* [EXERCISE DETAILS]: The entries below contain a line with "with each question." and a line with "both limits hold.". Quote exactly those two lines and all lines between them.

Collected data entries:

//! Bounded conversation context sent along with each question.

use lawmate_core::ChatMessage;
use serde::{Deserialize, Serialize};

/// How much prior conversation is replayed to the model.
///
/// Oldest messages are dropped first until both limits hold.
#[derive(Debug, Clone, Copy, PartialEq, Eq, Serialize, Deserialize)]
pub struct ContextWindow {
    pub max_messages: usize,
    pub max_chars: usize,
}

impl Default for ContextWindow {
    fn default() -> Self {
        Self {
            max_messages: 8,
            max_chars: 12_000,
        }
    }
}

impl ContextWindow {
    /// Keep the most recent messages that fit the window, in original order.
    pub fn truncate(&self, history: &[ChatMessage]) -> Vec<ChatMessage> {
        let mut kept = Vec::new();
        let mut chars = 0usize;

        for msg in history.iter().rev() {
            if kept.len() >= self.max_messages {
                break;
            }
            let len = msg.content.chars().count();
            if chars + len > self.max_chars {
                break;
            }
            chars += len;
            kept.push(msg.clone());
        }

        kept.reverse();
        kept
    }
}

--

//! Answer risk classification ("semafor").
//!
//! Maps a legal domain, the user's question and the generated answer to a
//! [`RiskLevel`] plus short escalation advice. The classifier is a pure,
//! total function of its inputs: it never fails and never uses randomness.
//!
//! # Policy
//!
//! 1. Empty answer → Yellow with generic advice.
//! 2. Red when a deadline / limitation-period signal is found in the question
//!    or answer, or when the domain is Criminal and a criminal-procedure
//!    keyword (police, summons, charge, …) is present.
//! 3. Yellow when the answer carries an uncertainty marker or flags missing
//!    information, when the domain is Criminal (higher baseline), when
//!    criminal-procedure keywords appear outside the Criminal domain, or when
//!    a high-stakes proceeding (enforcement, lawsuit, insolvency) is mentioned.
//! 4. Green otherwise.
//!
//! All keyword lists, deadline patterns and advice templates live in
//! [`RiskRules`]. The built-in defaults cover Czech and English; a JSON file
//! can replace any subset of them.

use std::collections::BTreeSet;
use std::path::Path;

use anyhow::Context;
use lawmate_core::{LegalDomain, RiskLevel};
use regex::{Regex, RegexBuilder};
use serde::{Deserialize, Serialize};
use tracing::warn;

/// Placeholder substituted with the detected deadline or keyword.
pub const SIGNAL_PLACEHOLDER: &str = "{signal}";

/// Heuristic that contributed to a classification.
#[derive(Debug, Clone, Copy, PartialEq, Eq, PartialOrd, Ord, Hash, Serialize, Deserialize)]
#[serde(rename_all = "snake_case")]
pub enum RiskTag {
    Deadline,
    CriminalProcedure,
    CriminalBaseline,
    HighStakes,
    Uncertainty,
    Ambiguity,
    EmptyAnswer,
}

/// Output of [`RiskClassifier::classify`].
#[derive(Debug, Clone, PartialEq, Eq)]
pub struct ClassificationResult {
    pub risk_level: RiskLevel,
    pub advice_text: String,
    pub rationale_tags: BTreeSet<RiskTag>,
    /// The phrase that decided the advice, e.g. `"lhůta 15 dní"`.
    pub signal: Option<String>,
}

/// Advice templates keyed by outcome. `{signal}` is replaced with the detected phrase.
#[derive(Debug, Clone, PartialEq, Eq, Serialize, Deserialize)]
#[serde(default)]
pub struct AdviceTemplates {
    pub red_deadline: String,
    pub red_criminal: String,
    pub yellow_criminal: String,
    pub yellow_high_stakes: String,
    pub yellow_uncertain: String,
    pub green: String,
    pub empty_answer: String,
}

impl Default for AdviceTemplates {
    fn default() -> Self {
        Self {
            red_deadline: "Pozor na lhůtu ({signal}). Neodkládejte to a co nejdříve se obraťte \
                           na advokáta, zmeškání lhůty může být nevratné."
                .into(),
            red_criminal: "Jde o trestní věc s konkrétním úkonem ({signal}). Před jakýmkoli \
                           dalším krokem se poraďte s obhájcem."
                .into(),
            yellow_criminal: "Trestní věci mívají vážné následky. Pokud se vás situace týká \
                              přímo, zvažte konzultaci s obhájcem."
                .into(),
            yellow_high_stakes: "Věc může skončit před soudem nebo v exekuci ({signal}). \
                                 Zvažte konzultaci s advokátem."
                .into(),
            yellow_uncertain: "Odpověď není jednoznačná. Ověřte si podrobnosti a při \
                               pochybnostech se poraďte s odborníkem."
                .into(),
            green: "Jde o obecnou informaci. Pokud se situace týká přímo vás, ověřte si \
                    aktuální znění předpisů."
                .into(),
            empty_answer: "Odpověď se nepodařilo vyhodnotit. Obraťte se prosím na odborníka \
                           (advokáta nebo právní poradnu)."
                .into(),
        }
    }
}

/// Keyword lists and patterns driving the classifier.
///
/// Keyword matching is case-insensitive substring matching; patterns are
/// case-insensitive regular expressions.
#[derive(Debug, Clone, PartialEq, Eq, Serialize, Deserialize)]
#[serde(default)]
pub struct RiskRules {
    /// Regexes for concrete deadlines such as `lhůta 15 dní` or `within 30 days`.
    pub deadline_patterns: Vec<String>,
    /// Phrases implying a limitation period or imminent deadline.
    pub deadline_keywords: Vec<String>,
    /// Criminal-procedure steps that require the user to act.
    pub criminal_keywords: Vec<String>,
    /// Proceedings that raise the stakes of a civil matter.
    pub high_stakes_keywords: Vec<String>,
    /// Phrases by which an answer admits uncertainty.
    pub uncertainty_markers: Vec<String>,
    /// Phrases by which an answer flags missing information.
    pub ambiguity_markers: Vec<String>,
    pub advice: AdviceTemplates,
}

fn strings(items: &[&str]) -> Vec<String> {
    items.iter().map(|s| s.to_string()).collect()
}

* [OUTPUT FOR THIS EXERCISE]:
//! Bounded conversation context sent along with each question.

use lawmate_core::ChatMessage;
use serde::{Deserialize, Serialize};

/// How much prior conversation is replayed to the model.
///
/// Oldest messages are dropped first until both limits hold.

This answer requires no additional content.